When I went to Poland when I was eleven with my father I was so unhappy because no one would believe that I actually drank coffee. I think it added grist to everyone’s mill, trying to convince my father that my mother was a bad mother as she indulged this peculiar taste. But to give him his due, he never stopped me drinking it when I was with him. So – in Poland they tried to fob me off with INKA – some disgusting brew probably made from third grade acorns – the ones they wouldn’t give to pigs to eat. I don’t know.
All I remember it was dark and acrid and had milk with skin on it. Almost as bad was the cocoa they tried to give me instead. Yuck.
So coffee it is, instant, freshly ground, whatever. And so to the coffee machine. When I was still at primary school my parents acquired a beautiful Cona coffee machine, which I loved as it was a bit like a sand timer, with the black liquid pouring slowly from the top bulb to the bottom. It had a very sensuous shape, like a fat figure of eight if you looked at it head on – which I often did as it was at about my eye level. It was a bit of a palaver to use apparently and they went out of fashion for many years. Then one day I was dying for a coffee at Ealing Broadway station, and suddenly came across a tiny kiosk with a few sandwiches and cakes – and a Cona machine. I couldn’t resist, and the coffee was wonderful. And half the price of Caffe Nero or Costa or whatever the big brands are.
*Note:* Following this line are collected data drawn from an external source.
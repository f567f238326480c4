//! # Session Relay Server
//!
//! Axum WebSocket server exposing a [`SessionStore`] to remote clients
//! (player views and GM consoles on other machines).
//!
//! ## Endpoints
//!
//! | Path | Description |
//! |------|-------------|
//! | `/sync` | WebSocket carrying the [`protocol`](super::protocol) frames |
//! | `/healthz` | Plain 200 liveness probe |
//!
//! Each connection multiplexes any number of path subscriptions plus
//! writes. Subscriptions are released when the socket closes. Snapshots for
//! different paths are forwarded independently; a client must not assume
//! cross-path ordering.

use axum::{
    extract::{
        ws::{Message, WebSocket},
        State, WebSocketUpgrade,
    },
    response::Response,
    routing::get,
    Router,
};
use std::collections::HashSet;
use std::net::SocketAddr;
use std::sync::Arc;
use tokio::sync::mpsc;
use tokio::task::JoinHandle;
use tracing::{debug, info, warn};

use super::protocol::{ClientFrame, ServerFrame};
use super::{SessionStore, Store};

/// Default port the relay listens on.
pub const DEFAULT_PORT: u16 = 3030;

#[derive(Clone)]
struct RelayState {
    store: Arc<SessionStore>,
}

/// Binds `addr` and serves the relay until the process terminates.
pub async fn bind_and_serve(addr: SocketAddr, store: Arc<SessionStore>) -> anyhow::Result<()> {
    let listener = tokio::net::TcpListener::bind(addr).await?;
    info!(%addr, "session relay listening");
    serve(listener, store).await
}

/// Serves the relay on an already-bound listener. Split out so tests can
/// bind an ephemeral port first.
pub async fn serve(
    listener: tokio::net::TcpListener,
    store: Arc<SessionStore>,
) -> anyhow::Result<()> {
    let app = Router::new()
        .route("/sync", get(handle_sync))
        .route("/healthz", get(|| async { "ok" }))
        .with_state(RelayState { store });

    axum::serve(listener, app).await?;
    Ok(())
}

/// Handles WebSocket upgrade requests to `/sync`.
async fn handle_sync(ws: WebSocketUpgrade, State(state): State<RelayState>) -> Response {
    ws.on_upgrade(move |socket| handle_connection(socket, state))
}

/// Manages a single relay connection until the client disconnects.
async fn handle_connection(mut socket: WebSocket, state: RelayState) {
    // All outbound frames (acks and snapshots from any subscription) are
    // funneled through one channel so the socket has a single writer.
    let (out_tx, mut out_rx) = mpsc::channel::<ServerFrame>(64);
    let mut forwarders: Vec<JoinHandle<()>> = Vec::new();
    let mut subscribed: HashSet<String> = HashSet::new();

    loop {
        tokio::select! {
            Some(frame) = out_rx.recv() => {
                let text = match serde_json::to_string(&frame) {
                    Ok(t) => t,
                    Err(e) => {
                        warn!(error = %e, "failed to encode frame");
                        continue;
                    }
                };
                if socket.send(Message::Text(text.into())).await.is_err() {
                    break; // Client disconnected
                }
            }
            msg = socket.recv() => {
                let Some(Ok(msg)) = msg else { break };
                match msg {
                    Message::Text(text) => {
                        match serde_json::from_str::<ClientFrame>(text.as_str()) {
                            Ok(frame) => {
                                handle_frame(frame, &state, &out_tx, &mut subscribed, &mut forwarders)
                                    .await;
                            }
                            Err(e) => {
                                warn!(error = %e, "ignoring malformed frame");
                            }
                        }
                    }
                    Message::Close(_) => break,
                    _ => {} // Ignore pings/binary
                }
            }
        }
    }

    for forwarder in forwarders {
        forwarder.abort();
    }
    debug!("relay connection closed");
}

async fn handle_frame(
    frame: ClientFrame,
    state: &RelayState,
    out_tx: &mpsc::Sender<ServerFrame>,
    subscribed: &mut HashSet<String>,
    forwarders: &mut Vec<JoinHandle<()>>,
) {
    match frame {
        ClientFrame::Subscribe { path } => {
            // One forwarder per path per connection; a repeated subscribe
            // would double every snapshot.
            if !subscribed.insert(path.clone()) {
                debug!(path, "repeated subscribe ignored");
                return;
            }
            let mut sub = match state.store.subscribe(&path).await {
                Ok(sub) => sub,
                Err(e) => {
                    warn!(path, error = %e, "subscribe rejected");
                    subscribed.remove(&path);
                    return;
                }
            };
            debug!(path, "subscription opened");

            // Initial snapshot, then one per change for the life of the
            // connection.
            let _ = out_tx
                .send(ServerFrame::Snapshot {
                    path: path.clone(),
                    value: sub.current(),
                })
                .await;

            let tx = out_tx.clone();
            forwarders.push(tokio::spawn(async move {
                while sub.changed().await.is_ok() {
                    let snapshot = ServerFrame::Snapshot {
                        path: path.clone(),
                        value: sub.current(),
                    };
                    if tx.send(snapshot).await.is_err() {
                        break;
                    }
                }
            }));
        }
        ClientFrame::Merge { path, value, seq } => {
            let reply = match state.store.merge(&path, value).await {
                Ok(()) => ServerFrame::Ack { seq },
                Err(e) => ServerFrame::Error {
                    seq,
                    message: e.to_string(),
                },
            };
            let _ = out_tx.send(reply).await;
        }
        ClientFrame::Set { path, value, seq } => {
            let reply = match state.store.set(&path, value).await {
                Ok(()) => ServerFrame::Ack { seq },
                Err(e) => ServerFrame::Error {
                    seq,
                    message: e.to_string(),
                },
            };
            let _ = out_tx.send(reply).await;
        }
        ClientFrame::Get { path, seq } => {
            let reply = match state.store.get(&path).await {
                Ok(value) => ServerFrame::Value { seq, value },
                Err(e) => ServerFrame::Error {
                    seq,
                    message: e.to_string(),
                },
            };
            let _ = out_tx.send(reply).await;
        }
    }
}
My husband, on the other hand, only drinks espresso ristretto, and has been craving a machine to make it with, with as much steam and noise as possible. I wouldn’t dare choose such a dragon myself, so a few Christmases ago I wrote him a lovely IOU saying that would be my present to him. He never got round to buying himself one, and I forgot all about it – then this year he gave up the chance for good. He asked if he could exchange all his IOUs – there have been a few – for a new machine that he can do some fancy woodwork with. Never have I seen a man so animated as when talking about the parts for his new machine, which he is designing and building bit by bit, and all for the price of a coffee machine or two!